The grand coalition’s belief that a power like Russia aiming to revise the European order could be transformed through trade was naïve. At least as naïve is the idea that the current alliance of 141 states in the UN General Assembly against Russia’s aggression will remain stable in the long term. Climate crisis, Corona and war threaten to erode the alliance.

Europe must learn: The world is facing a redistribution of power and spheres of influence. Globally, multilateral rules count less and less. Instead, Europe is faced with the question of whether it wants to be an independent pole in a multipolar world or whether it has to submit to another pole. Europe’s answers to the challenges of the climate crisis, corona and war will decide this question.

It is morally imperative and in our interest to bring the war in Ukraine to an end quickly. Such an end will only be permanent if it is not a question of a ceasefire dictated by Moscow. In return, Europe is delivering weapons to Kyiv and weakening Russia through sanctions.

A speedy end to the war is also the goal of US Secretary of State Antony Blinken. But this goal is incompatible with embroiling the Kremlin in a long war of attrition, as demanded by US Secretary of Defense Lloyd Austin, designed to weaken Russia enough to prevent Ukraine-style aggression from being repeated elsewhere. Such a strategy would leave the Ukrainians bleeding for a proxy geopolitical war. Neither Europe nor the USA would be the winners, but China.

At the same time, China is getting on the defensive with its policy of hard lockdowns in economic metropolises such as Shenzhen and Shanghai. Beijing’s disastrous omicron governance has damaged the Communist Party’s image at home. The disrupted supply chains and the global slump in demand are jeopardizing China’s already low growth targets.

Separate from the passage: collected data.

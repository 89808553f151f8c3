//! Repository layer for the drinks service.
//!
//! Handlers depend on the [`DrinkRepository`] trait; the Postgres
//! implementation backs production and the in-memory one backs tests.

pub mod drinks;
#[cfg(any(test, feature = "test-utils"))]
pub mod memory;

use crate::errors::ApiError;
use crate::models::{Drink, DrinkPatch, NewDrink};

pub use drinks::PgDrinkRepository;
#[cfg(any(test, feature = "test-utils"))]
pub use memory::InMemoryDrinkRepository;

/// Storage for drinks.
///
/// Not-found is reported as `None`/`false`, distinct from storage failures.
#[async_trait::async_trait]
pub trait DrinkRepository: Send + Sync {
    /// Check that the store is reachable.
    async fn ping(&self) -> Result<(), ApiError>;

    /// All drinks ordered by id.
    async fn list(&self) -> Result<Vec<Drink>, ApiError>;

    async fn get(&self, id: i32) -> Result<Option<Drink>, ApiError>;

    /// Insert a drink. A duplicate title is a `Conflict`.
    async fn create(&self, drink: NewDrink) -> Result<Drink, ApiError>;

    /// Apply `patch` to drink `id`, returning the updated drink or `None`
    /// if it does not exist.
    async fn update(&self, id: i32, patch: DrinkPatch) -> Result<Option<Drink>, ApiError>;

    /// Delete drink `id`. Returns `false` if it did not exist.
    async fn delete(&self, id: i32) -> Result<bool, ApiError>;
}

Politically, China’s leadership is being forced to exercise caution. Contrary to their expectations, the “decadent” West has closed down and started determinedly to decouple Russia from its markets. This is forcing Beijing to recalibrate its “boundless friendship” with Moscow. China meanders between verbal support for Putin’s “military operation” and anticipatory obedience so as not to be suspected of undermining US or European sanctions.

In this situation, the European Union must now make a serious attempt to overcome war, corona and the climate crisis. This is only possible through a political shaping of globalization – a globalization 2.0. This is not a rejection of the market, but of its absolute priority over regulations. Trade and investment must be free, but only within the framework of a set of rules geared towards climate protection and human rights.

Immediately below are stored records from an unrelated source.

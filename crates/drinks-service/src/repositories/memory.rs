//! In-memory drink repository for tests.

use crate::errors::ApiError;
use crate::models::{Drink, DrinkPatch, Ingredient, NewDrink};
use crate::repositories::DrinkRepository;
use std::collections::BTreeMap;
use std::sync::atomic::{AtomicBool, Ordering};
use tokio::sync::RwLock;

#[derive(Default)]
struct Store {
    next_id: i32,
    drinks: BTreeMap<i32, Drink>,
}

/// Drink repository held in memory.
///
/// Enforces the same unique-title rule as the Postgres table. Can be
/// switched to "unavailable" to simulate a database outage.
#[derive(Default)]
pub struct InMemoryDrinkRepository {
    store: RwLock<Store>,
    unavailable: AtomicBool,
}

impl InMemoryDrinkRepository {
    pub fn new() -> Self {
        Self::default()
    }

    /// Repository pre-populated with the starter drink (id 1, "water").
    pub fn seeded() -> Self {
        let mut store = Store {
            next_id: 1,
            drinks: BTreeMap::new(),
        };
        store.drinks.insert(
            1,
            Drink {
                id: 1,
                title: "water".to_string(),
                recipe: vec![Ingredient {
                    name: "water".to_string(),
                    color: "blue".to_string(),
                    parts: 1,
                }],
            },
        );
        Self {
            store: RwLock::new(store),
            unavailable: AtomicBool::new(false),
        }
    }

    /// Make every subsequent call fail with a database error.
    pub fn set_unavailable(&self, unavailable: bool) {
        self.unavailable.store(unavailable, Ordering::SeqCst);
    }

    fn check_available(&self) -> Result<(), ApiError> {
        if self.unavailable.load(Ordering::SeqCst) {
            return Err(ApiError::Database("in-memory store unavailable".to_string()));
        }
        Ok(())
    }
}

fn title_taken(store: &Store, title: &str, except: Option<i32>) -> bool {
    store
        .drinks
        .values()
        .any(|d| d.title == title && Some(d.id) != except)
}

fn conflict() -> ApiError {
    ApiError::Conflict("A drink with that title already exists".to_string())
}

#[async_trait::async_trait]
impl DrinkRepository for InMemoryDrinkRepository {
    async fn ping(&self) -> Result<(), ApiError> {
        self.check_available()
    }

    async fn list(&self) -> Result<Vec<Drink>, ApiError> {
        self.check_available()?;
        Ok(self.store.read().await.drinks.values().cloned().collect())
    }

    async fn get(&self, id: i32) -> Result<Option<Drink>, ApiError> {
        self.check_available()?;
        Ok(self.store.read().await.drinks.get(&id).cloned())
    }

    async fn create(&self, drink: NewDrink) -> Result<Drink, ApiError> {
        self.check_available()?;
        let mut store = self.store.write().await;

        if title_taken(&store, &drink.title, None) {
            return Err(conflict());
        }

        store.next_id += 1;
        let created = Drink {
            id: store.next_id,
            title: drink.title,
            recipe: drink.recipe,
        };
        store.drinks.insert(created.id, created.clone());

        Ok(created)
    }

    async fn update(&self, id: i32, patch: DrinkPatch) -> Result<Option<Drink>, ApiError> {
        self.check_available()?;
        let mut store = self.store.write().await;

        if let Some(title) = &patch.title {
            if title_taken(&store, title, Some(id)) {
                return Err(conflict());
            }
        }

        let Some(drink) = store.drinks.get_mut(&id) else {
            return Ok(None);
        };
        if let Some(title) = patch.title {
            drink.title = title;
        }
        if let Some(recipe) = patch.recipe {
            drink.recipe = recipe;
        }

        Ok(Some(drink.clone()))
    }

    async fn delete(&self, id: i32) -> Result<bool, ApiError> {
        self.check_available()?;
        Ok(self.store.write().await.drinks.remove(&id).is_some())
    }
}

Globalization 2.0 means living up to the responsibility of the Global North. Therefore, parallel to the decoupling from Russia’s fossil sources, the demand pressure on the energy markets must be reduced. But above all: if a hunger crisis is to be averted, we need billions in humanitarian aid as well as clarity about the war aims in Ukraine. Military aid and coercive economic measures by the EU, the USA and the G7 should be geared towards ending the war with an armistice that is acceptable to Ukraine.

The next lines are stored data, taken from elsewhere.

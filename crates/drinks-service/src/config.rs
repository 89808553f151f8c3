//! Drinks service configuration.
//!
//! Configuration is loaded from environment variables. The database URL is
//! redacted in Debug output.

use jsonwebtoken::Algorithm;
use std::collections::HashMap;
use std::env;
use std::fmt;
use std::time::Duration;
use thiserror::Error;

/// Default server bind address.
pub const DEFAULT_BIND_ADDRESS: &str = "0.0.0.0:5000";

/// Default JWKS cache TTL in seconds (5 minutes).
pub const DEFAULT_JWKS_CACHE_TTL_SECONDS: u64 = 300;

/// Default JWKS fetch timeout in seconds.
pub const DEFAULT_JWKS_FETCH_TIMEOUT_SECONDS: u64 = 5;

/// Upper bound for the JWKS fetch timeout.
pub const MAX_JWKS_FETCH_TIMEOUT_SECONDS: u64 = 30;

/// Upper bound for `exp`/`nbf` leeway.
pub const MAX_CLOCK_SKEW_SECONDS: u64 = 300;

/// Default database pool size.
pub const DEFAULT_DB_MAX_CONNECTIONS: u32 = 10;

/// Drinks service configuration.
#[derive(Clone)]
pub struct Config {
    /// PostgreSQL connection URL.
    pub database_url: String,

    /// Server bind address (default: "0.0.0.0:5000").
    pub bind_address: String,

    /// Identity provider domain, e.g. "dev-xyz.us.auth0.com".
    pub auth_domain: String,

    /// Expected `aud` claim.
    pub api_audience: String,

    /// Expected `iss` claim, derived from the domain.
    pub jwt_issuer: String,

    /// JWKS endpoint URL.
    pub jwks_url: String,

    /// Signing algorithms accepted on inbound tokens. Always RSA.
    pub jwt_algorithms: Vec<Algorithm>,

    /// How long a fetched key set stays fresh. Zero disables caching.
    pub jwks_cache_ttl: Duration,

    /// Bound on a single JWKS fetch.
    pub jwks_fetch_timeout: Duration,

    /// Leeway applied to `exp` and `nbf`.
    pub jwt_clock_skew_seconds: u64,

    /// Database pool size.
    pub db_max_connections: u32,

    /// Empty the drinks table, restart its ids and seed it at startup.
    pub db_reset_on_start: bool,

    /// Graceful shutdown drain period.
    pub drain_seconds: u64,
}

/// Custom Debug implementation that redacts sensitive fields.
impl fmt::Debug for Config {
    fn fmt(&self, f: &mut fmt::Formatter<'_>) -> fmt::Result {
        f.debug_struct("Config")
            .field("database_url", &"[REDACTED]")
            .field("bind_address", &self.bind_address)
            .field("auth_domain", &self.auth_domain)
            .field("api_audience", &self.api_audience)
            .field("jwt_issuer", &self.jwt_issuer)
            .field("jwks_url", &self.jwks_url)
            .field("jwt_algorithms", &self.jwt_algorithms)
            .field("jwks_cache_ttl", &self.jwks_cache_ttl)
            .field("jwks_fetch_timeout", &self.jwks_fetch_timeout)
            .field("jwt_clock_skew_seconds", &self.jwt_clock_skew_seconds)
            .field("db_max_connections", &self.db_max_connections)
            .field("db_reset_on_start", &self.db_reset_on_start)
            .field("drain_seconds", &self.drain_seconds)
            .finish()
    }
}

#[derive(Debug, Error)]
pub enum ConfigError {
    #[error("Missing required environment variable: {0}")]
    MissingEnvVar(String),

    #[error("Invalid JWT algorithm configuration: {0}")]
    InvalidAlgorithms(String),

    #[error("Invalid value for {name}: {reason}")]
    InvalidValue { name: String, reason: String },
}

impl Config {
    /// Load configuration from environment variables.
    pub fn from_env() -> Result<Self, ConfigError> {
        Self::from_vars(&env::vars().collect())
    }

    /// Load configuration from a HashMap (for testing).
    pub fn from_vars(vars: &HashMap<String, String>) -> Result<Self, ConfigError> {
        let database_url = required(vars, "DATABASE_URL")?;

        let bind_address = vars
            .get("BIND_ADDRESS")
            .cloned()
            .unwrap_or_else(|| DEFAULT_BIND_ADDRESS.to_string());

        let auth_domain = required(vars, "AUTH0_DOMAIN")?
            .trim_end_matches('/')
            .to_string();
        let api_audience = required(vars, "API_AUDIENCE")?;

        let jwt_issuer = format!("https://{}/", auth_domain);

        let jwks_url = vars
            .get("JWKS_URL")
            .cloned()
            .unwrap_or_else(|| format!("https://{}/.well-known/jwks.json", auth_domain));

        let jwt_algorithms = match vars.get("JWT_ALGORITHMS") {
            Some(value) => parse_algorithms(value)?,
            None => vec![Algorithm::RS256],
        };

        let jwks_cache_ttl = Duration::from_secs(parse_u64(
            vars,
            "JWKS_CACHE_TTL_SECONDS",
            DEFAULT_JWKS_CACHE_TTL_SECONDS,
        )?);

        let jwks_fetch_timeout_seconds = parse_u64(
            vars,
            "JWKS_FETCH_TIMEOUT_SECONDS",
            DEFAULT_JWKS_FETCH_TIMEOUT_SECONDS,
        )?;
        if jwks_fetch_timeout_seconds == 0
            || jwks_fetch_timeout_seconds > MAX_JWKS_FETCH_TIMEOUT_SECONDS
        {
            return Err(ConfigError::InvalidValue {
                name: "JWKS_FETCH_TIMEOUT_SECONDS".to_string(),
                reason: format!(
                    "must be between 1 and {} seconds, got {}",
                    MAX_JWKS_FETCH_TIMEOUT_SECONDS, jwks_fetch_timeout_seconds
                ),
            });
        }

        let jwt_clock_skew_seconds = parse_u64(vars, "JWT_CLOCK_SKEW_SECONDS", 0)?;
        if jwt_clock_skew_seconds > MAX_CLOCK_SKEW_SECONDS {
            return Err(ConfigError::InvalidValue {
                name: "JWT_CLOCK_SKEW_SECONDS".to_string(),
                reason: format!(
                    "must not exceed {} seconds, got {}",
                    MAX_CLOCK_SKEW_SECONDS, jwt_clock_skew_seconds
                ),
            });
        }

        let db_max_connections = match vars.get("DB_MAX_CONNECTIONS") {
            Some(value_str) => {
                let value: u32 = value_str.parse().map_err(|e| ConfigError::InvalidValue {
                    name: "DB_MAX_CONNECTIONS".to_string(),
                    reason: format!("must be a valid positive integer, got '{}': {}", value_str, e),
                })?;
                if value == 0 {
                    return Err(ConfigError::InvalidValue {
                        name: "DB_MAX_CONNECTIONS".to_string(),
                        reason: "must be greater than 0".to_string(),
                    });
                }
                value
            }
            None => DEFAULT_DB_MAX_CONNECTIONS,
        };

        let db_reset_on_start = parse_bool(vars, "DB_RESET_ON_START")?;
        let drain_seconds = parse_u64(vars, "DRAIN_SECONDS", 0)?;

        Ok(Config {
            database_url,
            bind_address,
            auth_domain,
            api_audience,
            jwt_issuer,
            jwks_url,
            jwt_algorithms,
            jwks_cache_ttl,
            jwks_fetch_timeout: Duration::from_secs(jwks_fetch_timeout_seconds),
            jwt_clock_skew_seconds,
            db_max_connections,
            db_reset_on_start,
            drain_seconds,
        })
    }
}

fn required(vars: &HashMap<String, String>, name: &str) -> Result<String, ConfigError> {
    vars.get(name)
        .filter(|v| !v.trim().is_empty())
        .cloned()
        .ok_or_else(|| ConfigError::MissingEnvVar(name.to_string()))
}

fn parse_u64(vars: &HashMap<String, String>, name: &str, default: u64) -> Result<u64, ConfigError> {
    match vars.get(name) {
        Some(value_str) => value_str.parse().map_err(|e| ConfigError::InvalidValue {
            name: name.to_string(),
            reason: format!("must be a valid non-negative integer, got '{}': {}", value_str, e),
        }),
        None => Ok(default),
    }
}

fn parse_bool(vars: &HashMap<String, String>, name: &str) -> Result<bool, ConfigError> {
    match vars.get(name).map(|v| v.to_ascii_lowercase()) {
        None => Ok(false),
        Some(v) if matches!(v.as_str(), "1" | "true" | "yes") => Ok(true),
        Some(v) if matches!(v.as_str(), "0" | "false" | "no") => Ok(false),
        Some(v) => Err(ConfigError::InvalidValue {
            name: name.to_string(),
            reason: format!("must be true or false, got '{}'", v),
        }),
    }
}

/// Parse the comma-separated allow-list. Only RSA PKCS#1 v1.5 variants are
/// accepted; anything else (including "none" and HMAC) is a startup error.
fn parse_algorithms(value: &str) -> Result<Vec<Algorithm>, ConfigError> {
    let mut algorithms = Vec::new();
    for name in value.split(',').map(str::trim).filter(|s| !s.is_empty()) {
        let alg = match name {
            "RS256" => Algorithm::RS256,
            "RS384" => Algorithm::RS384,
            "RS512" => Algorithm::RS512,
            other => {
                return Err(ConfigError::InvalidAlgorithms(format!(
                    "only RS256, RS384 and RS512 are supported, got '{}'",
                    other
                )))
            }
        };
        if !algorithms.contains(&alg) {
            algorithms.push(alg);
        }
    }

    if algorithms.is_empty() {
        return Err(ConfigError::InvalidAlgorithms(
            "JWT_ALGORITHMS must name at least one algorithm".to_string(),
        ));
    }

    Ok(algorithms)
}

The end of naivety after the “turning point” of February 24 also requires a realistic view of the domestic political situation in the USA. It is not at all out of the question that Trumpism will return there in 2024. Today the US is our partner and competitor. But it could be that Washington will then treat Europe as “worse than China” again.

In order to counter this, Europe must become more resilient – through political and economic cooperation and the resettlement of strategic industries from semiconductors to pharmaceuticals to photovoltaics. For financing, European bonds will have to be the rule and no longer the exception.

If, in a new version of Trumpism, the nuclear guarantee for Europe against aggressive powers becomes brittle, the honeymoon among the 30 NATO members, currently only disturbed by Turkey, will be a thing of the past. Europe will then have to face the question of whether the necessary nuclear deterrence will be organized by a European pillar in NATO or under the umbrella of the European Union.